This novel of Pittsburgh, by the author of Last Night at the Lobster, "celebrates the lives of everyday people in an extraordinary way" (San Francisco Chronicle).
Pittsburgh, 1998: Chris "Crest" Tolbert is eighteen years old, a soon-to-be father, and partially paralyzed after a devastating accident that left his best friend dead. In Everyday People, acclaimed novelist Stewart O'Nan offers a multifaceted portrait of Crest and of East Liberty, the African American neighborhood he calls home. As he deals with the challenges of new fatherhood and life as a paraplegic, Crest must also negotiate his relationships with his born-again brother and his father, who has been cheating on Crest's mother with a younger man.

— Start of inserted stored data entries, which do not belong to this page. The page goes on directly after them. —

use axum::{Extension, Router};
use tokio::sync::watch;
use tower_http::trace::TraceLayer;
use tower_http::trace::{DefaultOnFailure, DefaultOnResponse};
use tower_http::LatencyUnit;

pub mod api;
mod config;
mod handlers;
mod health;
mod html;

pub use config::Config;

use crate::state::ServiceState;

const API_PREFIX: &str = "/api";
const STATUS_PREFIX: &str = "/_status";

/// The complete application: index page, JSON API and health routes.
pub fn router(config: Config, state: ServiceState) -> Router {
    let trace_layer = TraceLayer::new_for_http()
        .on_response(
            DefaultOnResponse::new()
                .include_headers(false)
                .level(config.log_level)
                .latency_unit(LatencyUnit::Micros),
        )
        .on_failure(DefaultOnFailure::new().latency_unit(LatencyUnit::Micros));

    Router::new()
        .nest(STATUS_PREFIX, health::router(state.clone()))
        .nest(API_PREFIX, api::router(state.clone()))
        .merge(html::router(state.clone()))
        .fallback(handlers::not_found_handler)
        .layer(Extension(config))
        .with_state(state)
        .layer(trace_layer)
}

pub async fn run(
    config: Config,
    state: ServiceState,
    mut shutdown_rx: watch::Receiver<()>,
) -> Result<(), HttpServerError> {
    let listen_addr = config.listen_addr;
    let app = router(config, state);

    tracing::info!(addr = ?listen_addr, "HTTP server listening");
    let listener = tokio::net::TcpListener::bind(listen_addr).await?;

    axum::serve(listener, app)
        .with_graceful_shutdown(async move {
            let _ = shutdown_rx.changed().await;
        })
        .await?;

    Ok(())
}

#[derive(Debug, thiserror::Error)]
pub enum HttpServerError {
    #[error("an error occurred running the HTTP server: {0}")]
    ServingFailed(#[from] std::io::Error),
}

Bringing together the stories of East Liberty's residents during one fateful autumn week, O'Nan vividly captures the experience of modern life in urban America. An emblematic work by an American master, Everyday People is "a living, breathing history lesson that brings together a set of compelling voices that make real and immediate the ups and downs of a black urban community" (Chicago Tribune).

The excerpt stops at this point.